PROBLEM TO WORK ON: From the listing below, how many lines hold the word "RefreshController"? Write only the number.

====== EXERCISE MATERIAL

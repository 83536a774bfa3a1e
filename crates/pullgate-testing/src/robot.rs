//! Robot testing harness for the refresh controller.
//!
//! Drives a fully wired [`RefreshController`] the way a host platform
//! would: synthesized pointer sequences go through the capture-phase
//! [`InputRoot`], time advances through `tick`, and assertions read
//! the published signal and a reload counter.
//!
//! # Example
//!
//! ```
//! use pullgate_core::ThresholdPolicy;
//! use pullgate_testing::GestureRobot;
//!
//! let robot = GestureRobot::new(ThresholdPolicy::default());
//! robot.pull(225.0);
//! assert_eq!(robot.reload_count(), 1);
//! ```

use std::cell::Cell;
use std::rc::Rc;
use web_time::{Duration, Instant};

use pullgate_core::{
    InputRoot, OverlayGuard, OverlayId, OverlayRegistry, Point, PointerDevice, PointerEvent,
    PointerEventKind, PointerId, RefreshController, RefreshSignal, ScrollProbe, ThresholdPolicy,
};

const PRIMARY_TOUCH: PointerId = 1;
const SECONDARY_TOUCH: PointerId = 2;
const MOUSE: PointerId = 10;

/// Scroll-position stub standing in for the scrollable root.
#[derive(Default)]
pub struct ScrollStub {
    top: Cell<f32>,
}

impl ScrollStub {
    pub fn set_top(&self, top: f32) {
        self.top.set(top);
    }
}

impl ScrollProbe for ScrollStub {
    fn vertical_offset(&self) -> f32 {
        self.top.get()
    }
}

/// Programmatic control over a wired-up refresh controller.
pub struct GestureRobot {
    root: InputRoot,
    controller: RefreshController,
    overlays: OverlayRegistry,
    scroll: Rc<ScrollStub>,
    reloads: Rc<Cell<usize>>,
    clock_offset: Cell<Duration>,
    last_touch: Cell<Point>,
    last_mouse: Cell<Point>,
}

impl GestureRobot {
    /// Builds and attaches a controller with the given policy. The
    /// reload action increments a counter instead of tearing anything
    /// down.
    pub fn new(policy: ThresholdPolicy) -> Self {
        let overlays = OverlayRegistry::new();
        let scroll = Rc::new(ScrollStub::default());
        let reloads = Rc::new(Cell::new(0));
        let sink = Rc::clone(&reloads);
        let controller = RefreshController::new(
            policy,
            overlays.clone(),
            Rc::clone(&scroll) as Rc<dyn ScrollProbe>,
            move || sink.set(sink.get() + 1),
        );
        let root = InputRoot::new();
        controller.attach(&root);
        Self {
            root,
            controller,
            overlays,
            scroll,
            reloads,
            clock_offset: Cell::new(Duration::ZERO),
            last_touch: Cell::new(Point::default()),
            last_mouse: Cell::new(Point::default()),
        }
    }

    // ------------------------------------------------------------------
    // Environment
    // ------------------------------------------------------------------

    /// Sets the scroll offset reported to the next gesture start.
    pub fn set_scroll_top(&self, top: f32) {
        self.scroll.set_top(top);
    }

    /// Opens a modal overlay; it stays open until the guard drops.
    #[must_use = "the overlay closes as soon as the guard is dropped"]
    pub fn open_overlay(&self) -> OverlayGuard {
        self.overlays.register()
    }

    /// Advances the fake clock and runs the controller's timer tick.
    /// Returns `true` if the long-press trigger fired.
    pub fn advance_ms(&self, millis: u64) -> bool {
        let offset = self.clock_offset.get() + Duration::from_millis(millis);
        self.clock_offset.set(offset);
        self.controller.tick(Instant::now() + offset)
    }

    // ------------------------------------------------------------------
    // Touch input
    // ------------------------------------------------------------------

    pub fn touch_down(&self, x: f32, y: f32) {
        self.touch_down_tagged(x, y, None);
    }

    /// Touch whose hit target sits inside the given overlay.
    pub fn touch_down_inside(&self, x: f32, y: f32, overlay: &OverlayGuard) {
        self.touch_down_tagged(x, y, Some(overlay.id()));
    }

    fn touch_down_tagged(&self, x: f32, y: f32, overlay: Option<OverlayId>) {
        let position = Point::new(x, y);
        self.last_touch.set(position);
        let mut event =
            PointerEvent::new(PRIMARY_TOUCH, PointerEventKind::Down, PointerDevice::Touch, position);
        event.overlay = overlay;
        self.root.dispatch(&event);
    }

    pub fn touch_move(&self, x: f32, y: f32) {
        let position = Point::new(x, y);
        self.last_touch.set(position);
        self.dispatch_touch(PRIMARY_TOUCH, PointerEventKind::Move, position);
    }

    pub fn touch_up(&self) {
        self.dispatch_touch(PRIMARY_TOUCH, PointerEventKind::Up, self.last_touch.get());
    }

    pub fn touch_cancel(&self) {
        self.dispatch_touch(PRIMARY_TOUCH, PointerEventKind::Cancel, self.last_touch.get());
    }

    pub fn second_finger_down(&self, x: f32, y: f32) {
        self.dispatch_touch(SECONDARY_TOUCH, PointerEventKind::Down, Point::new(x, y));
    }

    pub fn second_finger_up(&self) {
        self.dispatch_touch(SECONDARY_TOUCH, PointerEventKind::Up, Point::new(0.0, 0.0));
    }

    /// Full single-finger pull: down at the top, one move by
    /// `delta_y`, release.
    pub fn pull(&self, delta_y: f32) {
        self.touch_down(40.0, 0.0);
        self.touch_move(40.0, delta_y);
        self.touch_up();
    }

    fn dispatch_touch(&self, id: PointerId, kind: PointerEventKind, position: Point) {
        self.root
            .dispatch(&PointerEvent::new(id, kind, PointerDevice::Touch, position));
    }

    // ------------------------------------------------------------------
    // Mouse input
    // ------------------------------------------------------------------

    pub fn mouse_down(&self, x: f32, y: f32) {
        let position = Point::new(x, y);
        self.last_mouse.set(position);
        self.dispatch_mouse(PointerEventKind::Down, position);
    }

    pub fn mouse_move(&self, x: f32, y: f32) {
        let position = Point::new(x, y);
        self.last_mouse.set(position);
        self.dispatch_mouse(PointerEventKind::Move, position);
    }

    pub fn mouse_up(&self) {
        self.dispatch_mouse(PointerEventKind::Up, self.last_mouse.get());
    }

    fn dispatch_mouse(&self, kind: PointerEventKind, position: Point) {
        self.root
            .dispatch(&PointerEvent::new(MOUSE, kind, PointerDevice::Mouse, position));
    }

    // ------------------------------------------------------------------
    // Assertions and access
    // ------------------------------------------------------------------

    pub fn reload_count(&self) -> usize {
        self.reloads.get()
    }

    pub fn pull_distance(&self) -> f32 {
        self.controller.signal().pull_distance()
    }

    pub fn is_refreshing(&self) -> bool {
        self.controller.signal().is_refreshing()
    }

    pub fn signal(&self) -> Rc<RefreshSignal> {
        self.controller.signal()
    }

    pub fn controller(&self) -> &RefreshController {
        &self.controller
    }

    pub fn root(&self) -> &InputRoot {
        &self.root
    }
}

============

SOLVED EXERCISE: 5